– Это Коломна, – ответил Антон, глядя прямо перед собой.
– Так это же какой-то город около Москвы. Там зефир делают.
– У них там, может, своя Коломна есть.
Он опять поморщился от головной боли – мне почти стало жаль его.
– Гудвин сказал, что вернет тебе мать. Но, судя по твоей грустной роже, не вернул. Дай угадаю: он водит тебя за нос, обещает с три короба, чтобы держать тебя на коротком поводке, но ничего не сделал?
Когда Антон наконец на меня посмотрел, от него веяло холодом. Несмотря на легкомысленные шорты и загорелые ноги, Антон был куда более ледяным, чем зимой. Вряд ли он еще когда-нибудь почитает мне вслух стихи.
– Ты не знаешь, каково это – когда кто-то из твоих родителей пропадает, а ты даже не знаешь, что с ним, – сказал он.
– О, поверь, я все об этом знаю. Мой папа так и поступил, так что ты не самый несчастный в мире. Ну так что? Рассказывай!
Гордость вопила мне отстать от него, но… Даже теперь, когда правила игры в этом странном городе изменились, мне хотелось держаться поближе к нему. Болтать, даже ссориться.
Но он молчал, и я замолчала тоже.
Как ни странно, автобус все-таки приехал – предсказуемо пустой. Я заскочила следом за Антоном в надежде, что там теплее, но увы, работал кондиционер, и я продрогла окончательно. Антон таращился на свои колени, а я в окно – на красоту и упадок, на прекрасные здания и разрушения тут и там. Разбитый асфальт, обвалившаяся набережная, несколько домов с темными окнами и глубокими трещинами. Три трюкача на весь город – это, считай, никого.
Мы ехали минут двадцать. За это время наше Пыреево можно было проехать из конца в конец. Потом объявили остановку, и Антон пошел к двери. «Улица Чайковского» – какое знакомое название! Где-то тут, во дворе, мы с ним впервые и встретились.
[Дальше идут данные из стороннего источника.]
// SPDX-FileCopyrightText: 2026 Intervue Contributors
// SPDX-License-Identifier: MIT OR Apache-2.0

//! Routes `<provider>/<model>` identifiers to registered provider adapters.

use std::collections::HashMap;
use std::sync::Arc;
use std::time::Instant;

use intervue_config::IntervueConfig;
use intervue_core::IntervueError;
use intervue_core::traits::ProviderAdapter;
use intervue_core::types::{GenerationResult, ModelIdentifier, ProviderKind, ProviderRequest};
use tracing::{debug, info, warn};

use crate::ChatProvider;

/// Model identifiers offered to callers, in menu order.
pub const KNOWN_MODELS: &[&str] = &[
    "ollama/phi3.5",
    "ollama/phi3",
    "openai/gpt-3.5-turbo",
    "openai/gpt-4o",
    "openai/gpt-4o-mini",
];

/// Registration table from provider tag to adapter.
#[derive(Default, Clone)]
pub struct ModelGateway {
    providers: HashMap<ProviderKind, Arc<dyn ProviderAdapter>>,
}

impl ModelGateway {
    pub fn new() -> Self {
        Self::default()
    }

    /// Registers Ollama always and OpenAI when an API key is available.
    pub fn from_config(config: &IntervueConfig) -> Result<Self, IntervueError> {
        let mut gateway = Self::new();
        gateway.register(ProviderKind::Ollama, Arc::new(ChatProvider::ollama(config)?));

        match ChatProvider::openai(config) {
            Ok(provider) => gateway.register(ProviderKind::OpenAi, Arc::new(provider)),
            Err(IntervueError::Config(reason)) => {
                warn!(%reason, "OpenAI provider disabled");
            }
            Err(e) => return Err(e),
        }

        Ok(gateway)
    }

    /// Adds or replaces the adapter serving `kind`.
    pub fn register(&mut self, kind: ProviderKind, provider: Arc<dyn ProviderAdapter>) {
        self.providers.insert(kind, provider);
    }

    pub fn is_registered(&self, kind: ProviderKind) -> bool {
        self.providers.contains_key(&kind)
    }

    /// Registered adapters, for health reporting.
    pub fn providers(&self) -> impl Iterator<Item = (ProviderKind, &Arc<dyn ProviderAdapter>)> {
        self.providers.iter().map(|(k, v)| (*k, v))
    }

    /// Sends `prompt` to the provider named by `model` and times the call.
    pub async fn generate(
        &self,
        prompt: &str,
        model: &ModelIdentifier,
    ) -> Result<GenerationResult, IntervueError> {
        let provider = self.providers.get(&model.provider()).ok_or_else(|| {
            IntervueError::UnsupportedModel {
                model: model.to_string(),
            }
        })?;

        let start = Instant::now();
        let response = provider
            .complete(ProviderRequest {
                model: model.model_name().to_string(),
                prompt: prompt.to_string(),
            })
            .await?;
        let response_time = start.elapsed().as_secs_f64();

        info!(
            model = %model,
            prompt_tokens = response.usage.prompt_tokens,
            completion_tokens = response.usage.completion_tokens,
            response_time,
            "generation complete"
        );
        debug!(answer_chars = response.content.len(), "generation content received");

        Ok(GenerationResult {
            answer: response.content,
            usage: response.usage,
            response_time,
        })
    }
}

#[cfg(test)]
mod tests {
    use super::*;
    use intervue_core::TokenUsage;
    use intervue_test_utils::MockProvider;

    #[tokio::test]
    async fn dispatches_by_provider_prefix() {
        let ollama = Arc::new(MockProvider::with_responses(vec!["local".into()]));
        let openai = Arc::new(MockProvider::with_responses(vec!["hosted".into()]));

        let mut gateway = ModelGateway::new();
        gateway.register(ProviderKind::Ollama, ollama.clone());
        gateway.register(ProviderKind::OpenAi, openai.clone());

        let model = ModelIdentifier::parse("openai/gpt-4o").unwrap();
        let result = gateway.generate("Explain joins", &model).await.unwrap();
        assert_eq!(result.answer, "hosted");
        assert_eq!(result.usage, TokenUsage::new(10, 20));
        assert!(result.response_time >= 0.0);

        let sent = openai.requests().await;
        assert_eq!(sent.len(), 1);
        assert_eq!(sent[0].model, "gpt-4o");
        assert_eq!(sent[0].prompt, "Explain joins");
        assert!(ollama.requests().await.is_empty());
    }

    #[tokio::test]
    async fn unregistered_provider_is_unsupported() {
        let mut gateway = ModelGateway::new();
        gateway.register(ProviderKind::Ollama, Arc::new(MockProvider::new()));

        let model = ModelIdentifier::parse("openai/gpt-4o-mini").unwrap();
        let err = gateway.generate("q", &model).await.unwrap_err();
        assert!(
            matches!(err, IntervueError::UnsupportedModel { ref model } if model == "openai/gpt-4o-mini")
        );
    }

    #[tokio::test]
    async fn provider_failure_propagates() {
        let provider = Arc::new(MockProvider::new());
        provider.add_failure("model not loaded").await;
        let mut gateway = ModelGateway::new();
        gateway.register(ProviderKind::Ollama, provider);

        let model = ModelIdentifier::parse("ollama/phi3").unwrap();
        let err = gateway.generate("q", &model).await.unwrap_err();
        assert!(matches!(err, IntervueError::Provider { .. }));
    }

    #[test]
    fn known_models_all_parse() {
        for raw in KNOWN_MODELS {
            assert!(ModelIdentifier::parse(raw).is_ok(), "{raw}");
        }
    }

    #[test]
    fn from_config_without_openai_key_registers_only_ollama() {
        let mut config = IntervueConfig::default();
        config.openai.api_key = None;
        // Only meaningful when the test environment carries no key.
        if std::env::var(crate::OPENAI_API_KEY_ENV).is_err() {
            let gateway = ModelGateway::from_config(&config).unwrap();
            assert!(gateway.is_registered(ProviderKind::Ollama));
            assert!(!gateway.is_registered(ProviderKind::OpenAi));
        }
    }

    #[test]
    fn from_config_with_openai_key_registers_both() {
        let mut config = IntervueConfig::default();
        config.openai.api_key = Some("sk-test".into());
        let gateway = ModelGateway::from_config(&config).unwrap();
        assert!(gateway.is_registered(ProviderKind::Ollama));
        assert!(gateway.is_registered(ProviderKind::OpenAi));
    }
}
Я с облегчением вывалилась вслед за Антоном в летнюю ночь. Одежда не высохла, дрожь не прошла, и все силы уходили на то, чтобы делать вид, будто холод мне нипочем. Мы прошлись по улице, где дома стояли вплотную друг к другу, как приклеенные. Антон толкнул кованую решетку. Несколько секунд мы шли в темноте под сводами арки, а потом… Ого, какое классное место!
Обшарпанные желтые здания обнимали просторный двор со всех сторон. Тут умещалось и небольшое, уютно освещенное здание, похожее на павильоны кафе в парках, и детская площадка, посреди нее – огромная ель. Интересно, жители наряжают ее на Новый год? Антон пошел к одному из подъездов. Остановился. Потер висок, будто мыслительные усилия все еще давались ему слишком тяжело.
– Тебе надо держаться подальше от нашего города. Для твоего же блага. Как бы ты сюда ни попала, уходи. Возвращайся в… Куда ты там уходишь. Прямо сейчас. Давай. Тебе нельзя тут оставаться.
– Так я и не хочу тут быть! – На секунду я так в это поверила, что в голосе непрошено зазвенели слезы. – Я зашла в дверь и оказалась здесь! А еще я узнала у себя дома кое-что про ваш город, и ты даже не спросишь что?
– Да мне плевать. Ты потащилась за мной на Садовую, и они тебя увидели!
– Я виновата?! Ты меня бросил посреди дороги, ни слова не объяснив! Если бы не я, там дверь бы весь рынок раздолбала, а мужика бы в нее выкинули! – Я вытерла нос. – Почему ты на меня злишься? Это я должна злиться! Ты выкинул меня за дверь, я могла умереть!
Тут ему крыть было нечем, и он просто тихо зарычал:
– Знаешь, когда Гудвин отменил перемирие? На следующий день после того, как ты исчезла. Все из-за тебя! Он сказал, ты найдешь способ вернуться!
– Ничего я не находила, – запротестовала я: уж начала врать, так надо продолжать.